• WHAT IS EXPECTED
Repeat the records in full, exactly.

• EXCERPTED RECORDS
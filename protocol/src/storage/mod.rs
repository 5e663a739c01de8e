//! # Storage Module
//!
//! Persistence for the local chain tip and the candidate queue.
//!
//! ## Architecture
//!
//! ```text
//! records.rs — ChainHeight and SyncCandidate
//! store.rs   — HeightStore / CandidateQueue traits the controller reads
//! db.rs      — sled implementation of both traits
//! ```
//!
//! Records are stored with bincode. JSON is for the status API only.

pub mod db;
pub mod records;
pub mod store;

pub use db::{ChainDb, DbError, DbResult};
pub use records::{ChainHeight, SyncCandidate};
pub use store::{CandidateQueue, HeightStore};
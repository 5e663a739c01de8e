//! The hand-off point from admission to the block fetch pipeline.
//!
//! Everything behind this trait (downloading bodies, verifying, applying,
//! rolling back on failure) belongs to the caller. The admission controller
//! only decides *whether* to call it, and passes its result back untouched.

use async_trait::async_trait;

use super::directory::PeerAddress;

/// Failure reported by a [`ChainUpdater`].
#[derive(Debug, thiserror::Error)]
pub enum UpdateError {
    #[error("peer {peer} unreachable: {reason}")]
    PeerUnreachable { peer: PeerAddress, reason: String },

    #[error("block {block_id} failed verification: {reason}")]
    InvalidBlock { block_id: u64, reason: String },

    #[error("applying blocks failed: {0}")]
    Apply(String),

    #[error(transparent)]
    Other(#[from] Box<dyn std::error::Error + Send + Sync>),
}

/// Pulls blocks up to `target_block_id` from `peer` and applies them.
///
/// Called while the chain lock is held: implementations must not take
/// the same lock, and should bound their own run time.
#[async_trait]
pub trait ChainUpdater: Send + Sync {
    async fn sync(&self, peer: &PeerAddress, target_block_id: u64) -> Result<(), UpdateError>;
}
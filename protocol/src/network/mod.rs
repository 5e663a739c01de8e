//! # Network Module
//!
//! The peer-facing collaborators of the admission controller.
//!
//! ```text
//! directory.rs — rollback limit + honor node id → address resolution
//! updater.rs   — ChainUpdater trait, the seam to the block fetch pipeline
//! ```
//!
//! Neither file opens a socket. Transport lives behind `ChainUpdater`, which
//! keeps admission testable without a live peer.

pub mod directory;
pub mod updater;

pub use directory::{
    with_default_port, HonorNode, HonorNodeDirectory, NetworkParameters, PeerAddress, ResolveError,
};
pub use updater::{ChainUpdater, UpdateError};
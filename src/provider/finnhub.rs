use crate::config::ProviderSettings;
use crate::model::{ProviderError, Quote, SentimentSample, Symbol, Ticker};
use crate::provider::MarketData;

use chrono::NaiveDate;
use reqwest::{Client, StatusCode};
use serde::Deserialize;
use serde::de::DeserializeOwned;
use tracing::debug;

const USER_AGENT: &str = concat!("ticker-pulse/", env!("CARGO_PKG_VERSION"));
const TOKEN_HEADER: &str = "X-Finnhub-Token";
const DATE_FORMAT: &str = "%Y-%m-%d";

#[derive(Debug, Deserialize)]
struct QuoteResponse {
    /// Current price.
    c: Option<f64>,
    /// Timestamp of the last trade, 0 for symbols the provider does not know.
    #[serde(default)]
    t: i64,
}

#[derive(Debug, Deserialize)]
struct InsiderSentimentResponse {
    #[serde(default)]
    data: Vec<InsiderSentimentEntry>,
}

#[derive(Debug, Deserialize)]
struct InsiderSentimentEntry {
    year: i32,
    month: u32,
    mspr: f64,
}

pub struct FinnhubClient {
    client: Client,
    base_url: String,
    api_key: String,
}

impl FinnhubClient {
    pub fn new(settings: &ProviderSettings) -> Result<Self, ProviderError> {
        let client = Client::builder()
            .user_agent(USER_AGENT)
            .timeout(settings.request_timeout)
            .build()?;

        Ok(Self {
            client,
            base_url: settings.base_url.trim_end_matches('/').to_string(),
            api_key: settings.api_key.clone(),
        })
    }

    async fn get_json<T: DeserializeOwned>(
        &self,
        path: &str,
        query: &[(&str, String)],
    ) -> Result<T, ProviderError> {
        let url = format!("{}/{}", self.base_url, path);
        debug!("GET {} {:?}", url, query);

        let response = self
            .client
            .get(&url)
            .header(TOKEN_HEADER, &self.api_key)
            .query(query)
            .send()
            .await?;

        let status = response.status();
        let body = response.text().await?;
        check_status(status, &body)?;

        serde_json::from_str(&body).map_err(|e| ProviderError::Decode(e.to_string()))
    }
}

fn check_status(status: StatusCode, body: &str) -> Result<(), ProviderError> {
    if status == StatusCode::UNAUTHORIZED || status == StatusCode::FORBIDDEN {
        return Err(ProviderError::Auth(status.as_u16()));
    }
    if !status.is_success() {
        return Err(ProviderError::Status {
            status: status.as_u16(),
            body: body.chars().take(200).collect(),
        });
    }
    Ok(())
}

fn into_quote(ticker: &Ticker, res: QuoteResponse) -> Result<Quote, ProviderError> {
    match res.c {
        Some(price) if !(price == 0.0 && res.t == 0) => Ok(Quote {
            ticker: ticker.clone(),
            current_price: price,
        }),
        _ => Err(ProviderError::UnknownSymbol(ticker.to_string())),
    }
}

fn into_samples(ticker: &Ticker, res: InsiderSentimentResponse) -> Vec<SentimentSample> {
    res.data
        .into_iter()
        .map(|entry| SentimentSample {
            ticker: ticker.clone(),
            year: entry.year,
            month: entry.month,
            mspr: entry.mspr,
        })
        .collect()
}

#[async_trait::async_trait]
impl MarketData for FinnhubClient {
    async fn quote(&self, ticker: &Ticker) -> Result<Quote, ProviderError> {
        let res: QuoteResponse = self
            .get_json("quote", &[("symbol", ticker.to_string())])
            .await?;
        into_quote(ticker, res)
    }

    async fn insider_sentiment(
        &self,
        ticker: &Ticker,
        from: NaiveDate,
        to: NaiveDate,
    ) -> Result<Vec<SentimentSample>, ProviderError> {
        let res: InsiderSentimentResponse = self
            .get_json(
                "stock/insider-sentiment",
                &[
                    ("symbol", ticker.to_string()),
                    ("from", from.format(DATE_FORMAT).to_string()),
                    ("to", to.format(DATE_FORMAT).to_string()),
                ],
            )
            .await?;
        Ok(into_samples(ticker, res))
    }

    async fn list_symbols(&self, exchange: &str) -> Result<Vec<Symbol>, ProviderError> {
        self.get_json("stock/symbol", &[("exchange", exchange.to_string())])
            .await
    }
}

• SOLUTION TO THE PROBLEM
filename protocol/src/storage/mod.rs
repository 5e663a739c01de8e
//! # Storage Module
//!
//! Persistence for the local chain tip and the candidate queue.
//!
//! ## Architecture
//!
//! ```text
//! records.rs — ChainHeight and SyncCandidate
//! store.rs   — HeightStore / CandidateQueue traits the controller reads
//! db.rs      — sled implementation of both traits
//! ```
//!
//! Records are stored with bincode. JSON is for the status API only.

pub mod db;
pub mod records;
pub mod store;

pub use db::{ChainDb, DbError, DbResult};
pub use records::{ChainHeight, SyncCandidate};
pub use store::{CandidateQueue, HeightStore};
repository 5e663a739c01de8e
//! The hand-off point from admission to the block fetch pipeline.
//!
//! Everything behind this trait (downloading bodies, verifying, applying,
//! rolling back on failure) belongs to the caller. The admission controller
//! only decides *whether* to call it, and passes its result back untouched.

use async_trait::async_trait;

use super::directory::PeerAddress;

/// Failure reported by a [`ChainUpdater`].
#[derive(Debug, thiserror::Error)]
pub enum UpdateError {
    #[error("peer {peer} unreachable: {reason}")]
    PeerUnreachable { peer: PeerAddress, reason: String },

    #[error("block {block_id} failed verification: {reason}")]
    InvalidBlock { block_id: u64, reason: String },

    #[error("applying blocks failed: {0}")]
    Apply(String),

    #[error(transparent)]
    Other(#[from] Box<dyn std::error::Error + Send + Sync>),
}

/// Pulls blocks up to `target_block_id` from `peer` and applies them.
///
/// Called while the chain lock is held: implementations must not take
/// the same lock, and should bound their own run time.
#[async_trait]
pub trait ChainUpdater: Send + Sync {
    async fn sync(&self, peer: &PeerAddress, target_block_id: u64) -> Result<(), UpdateError>;
}
filename protocol/src/network/mod.rs
repository 5e663a739c01de8e
//! # Network Module
//!
//! The peer-facing collaborators of the admission controller.
//!
//! ```text
//! directory.rs — rollback limit + honor node id → address resolution
//! updater.rs   — ChainUpdater trait, the seam to the block fetch pipeline
//! ```
//!
//! Neither file opens a socket. Transport lives behind `ChainUpdater`, which
//! keeps admission testable without a live peer.

pub mod directory;
pub mod updater;

pub use directory::{
    with_default_port, HonorNode, HonorNodeDirectory, NetworkParameters, PeerAddress, ResolveError,
};
pub use updater::{ChainUpdater, UpdateError};
filename src/provider/finnhub.rs
use crate::config::ProviderSettings;
use crate::model::{ProviderError, Quote, SentimentSample, Symbol, Ticker};
use crate::provider::MarketData;

use chrono::NaiveDate;
use reqwest::{Client, StatusCode};
use serde::Deserialize;
use serde::de::DeserializeOwned;
use tracing::debug;

const USER_AGENT: &str = concat!("ticker-pulse/", env!("CARGO_PKG_VERSION"));
const TOKEN_HEADER: &str = "X-Finnhub-Token";
const DATE_FORMAT: &str = "%Y-%m-%d";

#[derive(Debug, Deserialize)]
struct QuoteResponse {
    /// Current price.
    c: Option<f64>,
    /// Timestamp of the last trade, 0 for symbols the provider does not know.
    #[serde(default)]
    t: i64,
}

#[derive(Debug, Deserialize)]
struct InsiderSentimentResponse {
    #[serde(default)]
    data: Vec<InsiderSentimentEntry>,
}

#[derive(Debug, Deserialize)]
struct InsiderSentimentEntry {
    year: i32,
    month: u32,
    mspr: f64,
}

pub struct FinnhubClient {
    client: Client,
    base_url: String,
    api_key: String,
}

impl FinnhubClient {
    pub fn new(settings: &ProviderSettings) -> Result<Self, ProviderError> {
        let client = Client::builder()
            .user_agent(USER_AGENT)
            .timeout(settings.request_timeout)
            .build()?;

        Ok(Self {
            client,
            base_url: settings.base_url.trim_end_matches('/').to_string(),
            api_key: settings.api_key.clone(),
        })
    }

    async fn get_json<T: DeserializeOwned>(
        &self,
        path: &str,
        query: &[(&str, String)],
    ) -> Result<T, ProviderError> {
        let url = format!("{}/{}", self.base_url, path);
        debug!("GET {} {:?}", url, query);

        let response = self
            .client
            .get(&url)
            .header(TOKEN_HEADER, &self.api_key)
            .query(query)
            .send()
            .await?;

        let status = response.status();
        let body = response.text().await?;
        check_status(status, &body)?;

        serde_json::from_str(&body).map_err(|e| ProviderError::Decode(e.to_string()))
    }
}

fn check_status(status: StatusCode, body: &str) -> Result<(), ProviderError> {
    if status == StatusCode::UNAUTHORIZED || status == StatusCode::FORBIDDEN {
        return Err(ProviderError::Auth(status.as_u16()));
    }
    if !status.is_success() {
        return Err(ProviderError::Status {
            status: status.as_u16(),
            body: body.chars().take(200).collect(),
        });
    }
    Ok(())
}

fn into_quote(ticker: &Ticker, res: QuoteResponse) -> Result<Quote, ProviderError> {
    match res.c {
        Some(price) if !(price == 0.0 && res.t == 0) => Ok(Quote {
            ticker: ticker.clone(),
            current_price: price,
        }),
        _ => Err(ProviderError::UnknownSymbol(ticker.to_string())),
    }
}

fn into_samples(ticker: &Ticker, res: InsiderSentimentResponse) -> Vec<SentimentSample> {
    res.data
        .into_iter()
        .map(|entry| SentimentSample {
            ticker: ticker.clone(),
            year: entry.year,
            month: entry.month,
            mspr: entry.mspr,
        })
        .collect()
}

#[async_trait::async_trait]
impl MarketData for FinnhubClient {
    async fn quote(&self, ticker: &Ticker) -> Result<Quote, ProviderError> {
        let res: QuoteResponse = self
            .get_json("quote", &[("symbol", ticker.to_string())])
            .await?;
        into_quote(ticker, res)
    }

    async fn insider_sentiment(
        &self,
        ticker: &Ticker,
        from: NaiveDate,
        to: NaiveDate,
    ) -> Result<Vec<SentimentSample>, ProviderError> {
        let res: InsiderSentimentResponse = self
            .get_json(
                "stock/insider-sentiment",
                &[
                    ("symbol", ticker.to_string()),
                    ("from", from.format(DATE_FORMAT).to_string()),
                    ("to", to.format(DATE_FORMAT).to_string()),
                ],
            )
            .await?;
        Ok(into_samples(ticker, res))
    }

    async fn list_symbols(&self, exchange: &str) -> Result<Vec<Symbol>, ProviderError> {
        self.get_json("stock/symbol", &[("exchange", exchange.to_string())])
            .await
    }
}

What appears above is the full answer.